- [What you will do] All records below are to be set down exactly, each character intact.

[[ Extracted information, beginning ]]

mod check;
mod completions;
mod generate;
mod query;

use std::path::{Path, PathBuf};

use check::CheckCommand;
use clap::{ArgAction, Args, Parser, Subcommand};
use completions::CompletionsCommand;
use eyre::Result;
use generate::GenerateCommand;
use query::QueryCommand;
use table2struct_mapping::{CONFIG_FILE, Config, GenerateConfig, MappingStore, NullableMode};

/// Extension trait for exiting on library errors with pretty formatting
pub(crate) trait UnwrapOrExit<T> {
    fn unwrap_or_exit(self) -> T;
}

impl<T> UnwrapOrExit<T> for table2struct_mapping::Result<T> {
    fn unwrap_or_exit(self) -> T {
        match self {
            Ok(v) => v,
            Err(e) => {
                eprintln!("{:?}", miette::Report::new(*e));
                std::process::exit(1);
            }
        }
    }
}

impl<T> UnwrapOrExit<T> for table2struct_codegen::Result<T> {
    fn unwrap_or_exit(self) -> T {
        match self {
            Ok(v) => v,
            Err(e) => {
                eprintln!("{:?}", miette::Report::new(e));
                std::process::exit(1);
            }
        }
    }
}

#[derive(Parser)]
#[command(name = "table2struct")]
#[command(version)]
#[command(about = "Generate Go structs from MySQL tables")]
pub(crate) struct Cli {
    /// Increase log output (-v info, -vv debug). RUST_LOG takes precedence
    #[arg(short, long, action = ArgAction::Count, global = true)]
    verbose: u8,

    #[command(subcommand)]
    command: Commands,
}

impl Cli {
    pub fn verbosity(&self) -> u8 {
        self.verbose
    }

    pub fn run(&self) -> Result<()> {
        match &self.command {
            Commands::Generate(cmd) => cmd.run(),
            Commands::Query(cmd) => cmd.run(),
            Commands::Check(cmd) => cmd.run(),
            Commands::Completions(cmd) => cmd.run(),
        }
    }
}

#[derive(Subcommand)]
enum Commands {
    /// Generate one Go file per table
    Generate(GenerateCommand),

    /// Show the identifier and type a column would get
    Query(QueryCommand),

    /// Validate table2struct.toml and mappings without connecting
    Check(CheckCommand),

    /// Generate shell completions
    Completions(CompletionsCommand),
}

/// Flags that change how names and types are resolved.
#[derive(Args, Debug, Default)]
pub struct ResolutionArgs {
    /// Map every integer column to int64
    #[arg(long)]
    pub int64: bool,

    /// Keep unsigned integer columns signed
    #[arg(long)]
    pub signed: bool,

    /// Wrapper family for nullable columns: none, std or ext
    #[arg(long, value_name = "MODE")]
    pub nullable: Option<NullableMode>,

    /// Leave unknown SQL types empty instead of failing
    #[arg(long)]
    pub lenient: bool,

    /// File with one mapping spec per line
    #[arg(long, value_name = "PATH")]
    pub mapping_file: Option<PathBuf>,

    /// Mapping spec, e.g. 'orders.qty:Quantity,type:int32' (repeatable)
    #[arg(short, long = "map", value_name = "SPEC")]
    pub mappings: Vec<String>,
}

impl ResolutionArgs {
    /// Override config values with the flags that were given.
    pub fn apply(&self, config: &mut GenerateConfig) {
        if self.int64 {
            config.int64 = true;
        }
        if self.signed {
            config.unsigned = false;
        }
        if let Some(nullable) = self.nullable {
            config.nullable = nullable;
        }
        if self.lenient {
            config.strict = false;
        }
        if let Some(path) = &self.mapping_file {
            config.mapping_file = Some(path.clone());
        }
        config.mappings.extend(self.mappings.iter().cloned());
    }
}

/// Load the config file.
///
/// Without an explicit path, `table2struct.toml` is read when present and the
/// built-in defaults are used otherwise.
fn load_config(path: Option<&Path>) -> (Config, Option<PathBuf>) {
    let path = match path {
        Some(path) => path.to_path_buf(),
        None if Path::new(CONFIG_FILE).exists() => PathBuf::from(CONFIG_FILE),
        None => {
            tracing::debug!("no {} found, using defaults", CONFIG_FILE);
            return (Config::default(), None);
        }
    };

    tracing::info!(path = %path.display(), "reading config");
    (Config::from_file(&path).unwrap_or_exit(), Some(path))
}

/// Build the mapping store: mapping file first, then inline specs.
fn load_mappings(config: &GenerateConfig) -> MappingStore {
    let mut store = MappingStore::new();
    if let Some(path) = &config.mapping_file {
        store.load_file(path).unwrap_or_exit();
    }
    store.load(&config.mappings).unwrap_or_exit();
    tracing::debug!(mappings = store.len(), "loaded mappings");
    store
}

[[ Extracted information, end ]]

- [Answer for the task]
mod check;
mod completions;
mod generate;
mod query;

use std::path::{Path, PathBuf};

use check::CheckCommand;
use clap::{ArgAction, Args, Parser, Subcommand};
use completions::CompletionsCommand;
use eyre::Result;
use generate::GenerateCommand;
use query::QueryCommand;
use table2struct_mapping::{CONFIG_FILE, Config, GenerateConfig, MappingStore, NullableMode};

/// Extension trait for exiting on library errors with pretty formatting
pub(crate) trait UnwrapOrExit<T> {
    fn unwrap_or_exit(self) -> T;
}

impl<T> UnwrapOrExit<T> for table2struct_mapping::Result<T> {
    fn unwrap_or_exit(self) -> T {
        match self {
            Ok(v) => v,
            Err(e) => {
                eprintln!("{:?}", miette::Report::new(*e));
                std::process::exit(1);
            }
        }
    }
}

impl<T> UnwrapOrExit<T> for table2struct_codegen::Result<T> {
    fn unwrap_or_exit(self) -> T {
        match self {
            Ok(v) => v,
            Err(e) => {
                eprintln!("{:?}", miette::Report::new(e));
                std::process::exit(1);
            }
        }
    }
}

#[derive(Parser)]
#[command(name = "table2struct")]
#[command(version)]
#[command(about = "Generate Go structs from MySQL tables")]
pub(crate) struct Cli {
    /// Increase log output (-v info, -vv debug). RUST_LOG takes precedence
    #[arg(short, long, action = ArgAction::Count, global = true)]
    verbose: u8,

    #[command(subcommand)]
    command: Commands,
}

impl Cli {
    pub fn verbosity(&self) -> u8 {
        self.verbose
    }

    pub fn run(&self) -> Result<()> {
        match &self.command {
            Commands::Generate(cmd) => cmd.run(),
            Commands::Query(cmd) => cmd.run(),
            Commands::Check(cmd) => cmd.run(),
            Commands::Completions(cmd) => cmd.run(),
        }
    }
}

#[derive(Subcommand)]
enum Commands {
    /// Generate one Go file per table
    Generate(GenerateCommand),

    /// Show the identifier and type a column would get
    Query(QueryCommand),

    /// Validate table2struct.toml and mappings without connecting
    Check(CheckCommand),

    /// Generate shell completions
    Completions(CompletionsCommand),
}

/// Flags that change how names and types are resolved.
#[derive(Args, Debug, Default)]
pub struct ResolutionArgs {
    /// Map every integer column to int64
    #[arg(long)]
    pub int64: bool,

    /// Keep unsigned integer columns signed
    #[arg(long)]
    pub signed: bool,

    /// Wrapper family for nullable columns: none, std or ext
    #[arg(long, value_name = "MODE")]
    pub nullable: Option<NullableMode>,

    /// Leave unknown SQL types empty instead of failing
    #[arg(long)]
    pub lenient: bool,

    /// File with one mapping spec per line
    #[arg(long, value_name = "PATH")]
    pub mapping_file: Option<PathBuf>,

    /// Mapping spec, e.g. 'orders.qty:Quantity,type:int32' (repeatable)
    #[arg(short, long = "map", value_name = "SPEC")]
    pub mappings: Vec<String>,
}

impl ResolutionArgs {
    /// Override config values with the flags that were given.
    pub fn apply(&self, config: &mut GenerateConfig) {
        if self.int64 {
            config.int64 = true;
        }
        if self.signed {
            config.unsigned = false;
        }
        if let Some(nullable) = self.nullable {
            config.nullable = nullable;
        }
        if self.lenient {
            config.strict = false;
        }
        if let Some(path) = &self.mapping_file {
            config.mapping_file = Some(path.clone());
        }
        config.mappings.extend(self.mappings.iter().cloned());
    }
}

/// Load the config file.
///
/// Without an explicit path, `table2struct.toml` is read when present and the
/// built-in defaults are used otherwise.
fn load_config(path: Option<&Path>) -> (Config, Option<PathBuf>) {
    let path = match path {
        Some(path) => path.to_path_buf(),
        None if Path::new(CONFIG_FILE).exists() => PathBuf::from(CONFIG_FILE),
        None => {
            tracing::debug!("no {} found, using defaults", CONFIG_FILE);
            return (Config::default(), None);
        }
    };

    tracing::info!(path = %path.display(), "reading config");
    (Config::from_file(&path).unwrap_or_exit(), Some(path))
}

/// Build the mapping store: mapping file first, then inline specs.
fn load_mappings(config: &GenerateConfig) -> MappingStore {
    let mut store = MappingStore::new();
    if let Some(path) = &config.mapping_file {
        store.load_file(path).unwrap_or_exit();
    }
    store.load(&config.mappings).unwrap_or_exit();
    tracing::debug!(mappings = store.len(), "loaded mappings");
    store
}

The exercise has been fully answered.